(Stored items)
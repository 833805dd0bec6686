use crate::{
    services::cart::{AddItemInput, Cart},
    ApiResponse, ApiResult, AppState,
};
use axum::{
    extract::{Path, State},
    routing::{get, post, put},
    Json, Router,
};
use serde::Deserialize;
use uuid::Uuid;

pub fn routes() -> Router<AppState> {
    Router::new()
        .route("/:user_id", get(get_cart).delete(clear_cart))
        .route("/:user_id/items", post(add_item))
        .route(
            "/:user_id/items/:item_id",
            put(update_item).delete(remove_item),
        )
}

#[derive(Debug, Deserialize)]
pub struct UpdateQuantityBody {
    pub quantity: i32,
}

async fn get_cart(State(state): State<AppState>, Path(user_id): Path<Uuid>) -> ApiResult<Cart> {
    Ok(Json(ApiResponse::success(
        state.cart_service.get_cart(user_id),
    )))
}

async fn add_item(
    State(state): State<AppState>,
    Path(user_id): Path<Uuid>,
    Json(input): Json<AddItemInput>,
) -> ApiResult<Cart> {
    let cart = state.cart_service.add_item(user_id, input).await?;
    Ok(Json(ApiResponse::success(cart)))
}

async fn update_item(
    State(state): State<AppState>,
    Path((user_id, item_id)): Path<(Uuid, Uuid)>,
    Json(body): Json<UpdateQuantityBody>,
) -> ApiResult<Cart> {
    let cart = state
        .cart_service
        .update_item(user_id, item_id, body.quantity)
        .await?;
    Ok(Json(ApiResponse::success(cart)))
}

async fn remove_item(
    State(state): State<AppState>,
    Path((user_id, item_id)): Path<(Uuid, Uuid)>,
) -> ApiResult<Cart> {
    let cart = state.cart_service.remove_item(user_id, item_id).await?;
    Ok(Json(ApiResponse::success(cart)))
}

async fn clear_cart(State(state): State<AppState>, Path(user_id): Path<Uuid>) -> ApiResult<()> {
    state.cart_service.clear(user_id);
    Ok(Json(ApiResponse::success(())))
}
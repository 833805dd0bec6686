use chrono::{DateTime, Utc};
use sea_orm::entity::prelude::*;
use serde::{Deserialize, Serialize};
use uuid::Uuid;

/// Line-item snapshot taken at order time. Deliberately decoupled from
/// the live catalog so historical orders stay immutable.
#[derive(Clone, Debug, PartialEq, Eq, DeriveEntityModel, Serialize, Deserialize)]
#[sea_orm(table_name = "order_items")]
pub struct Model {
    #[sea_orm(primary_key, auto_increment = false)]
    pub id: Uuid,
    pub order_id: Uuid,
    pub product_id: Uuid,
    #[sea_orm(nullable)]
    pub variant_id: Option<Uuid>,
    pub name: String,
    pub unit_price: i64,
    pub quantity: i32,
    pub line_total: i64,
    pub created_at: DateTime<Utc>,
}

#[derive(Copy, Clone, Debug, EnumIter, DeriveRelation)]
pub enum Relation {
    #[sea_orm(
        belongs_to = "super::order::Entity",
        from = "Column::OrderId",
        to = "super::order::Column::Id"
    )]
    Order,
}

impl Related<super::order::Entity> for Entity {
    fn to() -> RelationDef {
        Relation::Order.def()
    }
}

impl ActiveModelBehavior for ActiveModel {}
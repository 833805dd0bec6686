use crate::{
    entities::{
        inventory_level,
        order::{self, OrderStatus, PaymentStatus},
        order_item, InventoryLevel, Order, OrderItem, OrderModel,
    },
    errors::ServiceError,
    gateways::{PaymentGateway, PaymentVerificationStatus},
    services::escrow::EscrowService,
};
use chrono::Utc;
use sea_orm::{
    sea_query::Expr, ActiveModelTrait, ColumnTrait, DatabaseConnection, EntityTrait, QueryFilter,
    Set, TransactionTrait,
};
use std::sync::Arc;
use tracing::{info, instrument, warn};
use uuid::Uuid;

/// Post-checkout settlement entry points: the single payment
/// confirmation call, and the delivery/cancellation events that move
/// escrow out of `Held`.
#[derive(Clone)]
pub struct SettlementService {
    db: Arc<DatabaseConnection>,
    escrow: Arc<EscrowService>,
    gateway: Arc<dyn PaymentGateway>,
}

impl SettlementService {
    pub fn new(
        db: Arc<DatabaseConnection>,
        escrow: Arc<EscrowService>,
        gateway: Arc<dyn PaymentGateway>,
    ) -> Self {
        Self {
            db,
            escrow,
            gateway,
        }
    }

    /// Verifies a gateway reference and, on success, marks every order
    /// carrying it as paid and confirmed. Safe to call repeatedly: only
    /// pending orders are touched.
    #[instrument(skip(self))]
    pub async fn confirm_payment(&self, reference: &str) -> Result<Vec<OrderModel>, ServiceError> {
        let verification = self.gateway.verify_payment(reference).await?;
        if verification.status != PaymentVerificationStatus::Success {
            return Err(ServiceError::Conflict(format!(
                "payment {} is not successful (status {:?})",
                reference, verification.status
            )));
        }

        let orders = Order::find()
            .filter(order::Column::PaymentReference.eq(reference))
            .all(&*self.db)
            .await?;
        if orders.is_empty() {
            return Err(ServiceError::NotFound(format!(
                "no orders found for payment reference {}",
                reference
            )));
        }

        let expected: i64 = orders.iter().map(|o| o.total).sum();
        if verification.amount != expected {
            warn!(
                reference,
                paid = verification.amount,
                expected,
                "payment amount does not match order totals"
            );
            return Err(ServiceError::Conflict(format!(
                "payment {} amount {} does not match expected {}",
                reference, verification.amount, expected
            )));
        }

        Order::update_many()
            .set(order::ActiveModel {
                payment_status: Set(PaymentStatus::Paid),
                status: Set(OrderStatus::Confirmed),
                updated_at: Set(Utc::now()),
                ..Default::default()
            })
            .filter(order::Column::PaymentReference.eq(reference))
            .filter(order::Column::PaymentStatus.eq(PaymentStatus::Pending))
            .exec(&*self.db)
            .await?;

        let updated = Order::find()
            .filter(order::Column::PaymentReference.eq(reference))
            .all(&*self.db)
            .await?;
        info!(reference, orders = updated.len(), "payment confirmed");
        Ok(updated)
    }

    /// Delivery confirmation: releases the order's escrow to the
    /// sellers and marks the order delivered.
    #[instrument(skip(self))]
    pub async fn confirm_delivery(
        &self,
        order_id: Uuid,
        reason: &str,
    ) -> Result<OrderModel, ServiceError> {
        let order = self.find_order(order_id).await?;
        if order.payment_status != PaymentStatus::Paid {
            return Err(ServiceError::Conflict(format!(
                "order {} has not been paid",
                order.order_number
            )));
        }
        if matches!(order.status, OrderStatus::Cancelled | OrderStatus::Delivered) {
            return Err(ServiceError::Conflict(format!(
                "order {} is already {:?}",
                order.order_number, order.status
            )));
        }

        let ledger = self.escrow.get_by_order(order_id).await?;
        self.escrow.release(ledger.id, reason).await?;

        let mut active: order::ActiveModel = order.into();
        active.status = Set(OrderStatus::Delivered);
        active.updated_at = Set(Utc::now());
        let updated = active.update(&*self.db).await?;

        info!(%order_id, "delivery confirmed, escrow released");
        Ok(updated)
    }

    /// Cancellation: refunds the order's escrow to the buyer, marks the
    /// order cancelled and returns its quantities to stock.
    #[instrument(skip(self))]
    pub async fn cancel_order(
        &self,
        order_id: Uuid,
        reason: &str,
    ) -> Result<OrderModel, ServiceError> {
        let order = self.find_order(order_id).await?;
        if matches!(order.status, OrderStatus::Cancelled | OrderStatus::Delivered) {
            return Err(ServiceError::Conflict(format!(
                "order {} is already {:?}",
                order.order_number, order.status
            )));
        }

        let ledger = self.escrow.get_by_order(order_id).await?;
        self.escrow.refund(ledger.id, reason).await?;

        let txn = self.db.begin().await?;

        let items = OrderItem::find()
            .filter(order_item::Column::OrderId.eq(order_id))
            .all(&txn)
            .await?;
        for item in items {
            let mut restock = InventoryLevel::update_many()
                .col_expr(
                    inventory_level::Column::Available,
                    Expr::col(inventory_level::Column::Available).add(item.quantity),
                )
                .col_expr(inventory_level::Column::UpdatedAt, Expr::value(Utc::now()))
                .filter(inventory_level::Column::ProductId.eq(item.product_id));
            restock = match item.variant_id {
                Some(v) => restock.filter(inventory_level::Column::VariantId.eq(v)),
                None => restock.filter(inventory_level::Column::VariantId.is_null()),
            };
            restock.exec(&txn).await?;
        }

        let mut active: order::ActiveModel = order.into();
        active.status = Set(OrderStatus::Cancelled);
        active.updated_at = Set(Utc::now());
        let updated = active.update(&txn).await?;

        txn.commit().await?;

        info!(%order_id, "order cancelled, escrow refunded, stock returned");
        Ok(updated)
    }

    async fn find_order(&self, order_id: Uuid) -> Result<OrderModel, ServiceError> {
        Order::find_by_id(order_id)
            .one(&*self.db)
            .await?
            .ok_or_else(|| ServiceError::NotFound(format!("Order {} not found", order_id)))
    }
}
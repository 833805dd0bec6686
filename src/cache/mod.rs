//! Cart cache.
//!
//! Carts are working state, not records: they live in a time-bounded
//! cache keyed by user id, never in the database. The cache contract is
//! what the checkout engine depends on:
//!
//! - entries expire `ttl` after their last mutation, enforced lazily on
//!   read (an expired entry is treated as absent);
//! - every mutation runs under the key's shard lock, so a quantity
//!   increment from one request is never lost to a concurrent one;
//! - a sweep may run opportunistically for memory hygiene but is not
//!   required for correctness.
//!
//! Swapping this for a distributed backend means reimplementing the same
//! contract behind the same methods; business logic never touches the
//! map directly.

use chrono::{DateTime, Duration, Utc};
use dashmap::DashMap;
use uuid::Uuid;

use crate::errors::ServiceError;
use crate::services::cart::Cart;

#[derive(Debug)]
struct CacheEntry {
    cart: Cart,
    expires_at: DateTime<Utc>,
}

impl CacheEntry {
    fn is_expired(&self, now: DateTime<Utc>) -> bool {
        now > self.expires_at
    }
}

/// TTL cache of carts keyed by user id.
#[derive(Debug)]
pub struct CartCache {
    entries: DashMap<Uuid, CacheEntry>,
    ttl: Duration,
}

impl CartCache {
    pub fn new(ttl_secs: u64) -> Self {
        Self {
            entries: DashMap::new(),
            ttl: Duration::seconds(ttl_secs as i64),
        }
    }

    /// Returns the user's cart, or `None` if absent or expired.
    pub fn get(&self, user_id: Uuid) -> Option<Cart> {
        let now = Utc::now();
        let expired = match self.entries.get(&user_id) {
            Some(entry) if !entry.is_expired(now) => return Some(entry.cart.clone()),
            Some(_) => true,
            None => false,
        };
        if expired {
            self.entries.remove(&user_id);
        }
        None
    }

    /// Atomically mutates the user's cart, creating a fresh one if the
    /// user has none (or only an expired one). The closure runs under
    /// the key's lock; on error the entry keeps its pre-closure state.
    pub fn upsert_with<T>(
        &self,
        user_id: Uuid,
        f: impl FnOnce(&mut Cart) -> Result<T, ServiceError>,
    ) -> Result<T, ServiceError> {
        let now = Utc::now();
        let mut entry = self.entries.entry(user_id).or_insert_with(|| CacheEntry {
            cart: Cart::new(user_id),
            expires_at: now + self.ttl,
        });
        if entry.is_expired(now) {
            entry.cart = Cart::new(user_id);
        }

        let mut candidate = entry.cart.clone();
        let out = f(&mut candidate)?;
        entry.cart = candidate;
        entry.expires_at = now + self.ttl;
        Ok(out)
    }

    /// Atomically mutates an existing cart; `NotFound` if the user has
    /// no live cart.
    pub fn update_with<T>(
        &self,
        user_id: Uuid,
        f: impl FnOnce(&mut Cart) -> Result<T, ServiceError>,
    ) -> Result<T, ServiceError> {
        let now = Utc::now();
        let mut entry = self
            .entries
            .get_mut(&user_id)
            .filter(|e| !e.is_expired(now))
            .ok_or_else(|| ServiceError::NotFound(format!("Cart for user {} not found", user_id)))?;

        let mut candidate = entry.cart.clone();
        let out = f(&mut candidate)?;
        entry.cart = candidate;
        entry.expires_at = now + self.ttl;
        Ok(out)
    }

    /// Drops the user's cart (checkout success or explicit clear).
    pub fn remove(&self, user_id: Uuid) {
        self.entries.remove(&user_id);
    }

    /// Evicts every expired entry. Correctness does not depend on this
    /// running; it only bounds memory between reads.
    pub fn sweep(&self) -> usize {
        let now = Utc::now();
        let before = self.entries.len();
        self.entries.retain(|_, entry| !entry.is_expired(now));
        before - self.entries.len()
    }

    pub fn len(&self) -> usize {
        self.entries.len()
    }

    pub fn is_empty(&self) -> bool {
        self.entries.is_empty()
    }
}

- AIM OF THE EXERCISE
Say, as a number only, how many lines of the data contain "Deserialize".

- WRITTEN SOLUTION
4